Nicht etwa wie im Traume, wo ich, erlöst von dem durch unzählige Vererbungsreihen und gehäufte eigene Erfahrung pedantisch gewordenen Arbeiten meiner Psyche, die Dinge sehe, wie sie wirklich sind, bunt, reich, ungeheuer, vielgestaltig, freigemacht von den unwirklichen Zweckmäßigkeitsbegriffen Vergangenheit, Gegenwart und Zukunft, losgelöst von dem willkürlichen Begriffe des Raumes!
Oder sollte ich dennoch träumen? Sollten die Regulierungs- und Hemmungsvorrichtungen meiner brav gedrillten Psyche einmal, einmal, wie im Traume, den Dingen in ihr wahres, wirkliches Gesicht schauen? So also wäre die Welt? Darauf trinke ich!
Also wäre der Satz nicht wahr, daß unser Glück von unserer Unwissenheit abhängt? Sollte ich nun wissend sein und – wie mich deucht – glücklich zugleich?
Sehe ich jetzt das „Ding an sich“, von dem ich glaubte, daß es immer im undurchsichtigen Dunkel bliebe?

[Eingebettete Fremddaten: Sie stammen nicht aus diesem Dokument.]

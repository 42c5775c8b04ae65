use std::sync::atomic::{AtomicBool, AtomicUsize, Ordering};

#[async_trait::async_trait]
pub trait ScriptLoader: Send + Sync {
    async fn ensure_loaded(&self) -> bool;
}

pub struct MockScriptLoader {
    pub behavior: String,
    loaded: AtomicBool,
    injections: AtomicUsize,
}

impl MockScriptLoader {
    pub fn new(behavior: &str) -> Self {
        Self {
            behavior: behavior.to_string(),
            loaded: AtomicBool::new(false),
            injections: AtomicUsize::new(0),
        }
    }

    pub fn injections(&self) -> usize {
        self.injections.load(Ordering::SeqCst)
    }
}

#[async_trait::async_trait]
impl ScriptLoader for MockScriptLoader {
    async fn ensure_loaded(&self) -> bool {
        if self.loaded.load(Ordering::SeqCst) {
            return true;
        }
        self.injections.fetch_add(1, Ordering::SeqCst);
        match self.behavior.as_str() {
            "ALWAYS_FAILURE" => false,
            _ => {
                self.loaded.store(true, Ordering::SeqCst);
                true
            }
        }
    }
}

Sind dieser köstliche, goldbraune Wein, dieses im doppelten und schönsten Sinne des Wortes himmlische Weib das „Ding an sich?“ Dann will ich es preisen mit Zimbeln und Schalmeien!
Aber bin ich überhaupt mit meinen Gedanken in der Gegenwart? Wer ist solches je?!
Und was ist Gegenwart? Ach was! Ich achte sie nicht mehr, diese grobe Zerhackung alles Geschehens in Vergangenheit, Gegenwart und Zukunft! Ich bin ich! Wo ich bin, sind alle drei in eins! – Wein her! – Schulbegriffe! Fächer eines Konferenzzimmer-Regals! Aristoteles war ein Registrator! Auf dein Wohl, Giordano Bruno aus Nola! Dieses Glas der Unendlichkeit!
Und nun kling an mit mir, Nolenser, auf den alten Aristarch, der schon Jahrhunderte vor der Geburt des Menschensohnes aus Bethlehem die Erde um die Sonne kreisen ließ, und der den Begriff der Unendlichkeit an der Wurzel packte. Wißt ihr heute, Menschen, was das heißt?! Preis und Lob sei ihm in Ewigkeit, Amen!
Man hat ihm nicht geglaubt, dem wackeren Manne aus Samos, wo auch ein heißer Wein wächst gleich diesem. Der Schwindel des Aristoteles ist durch die Jahrtausende gezogen.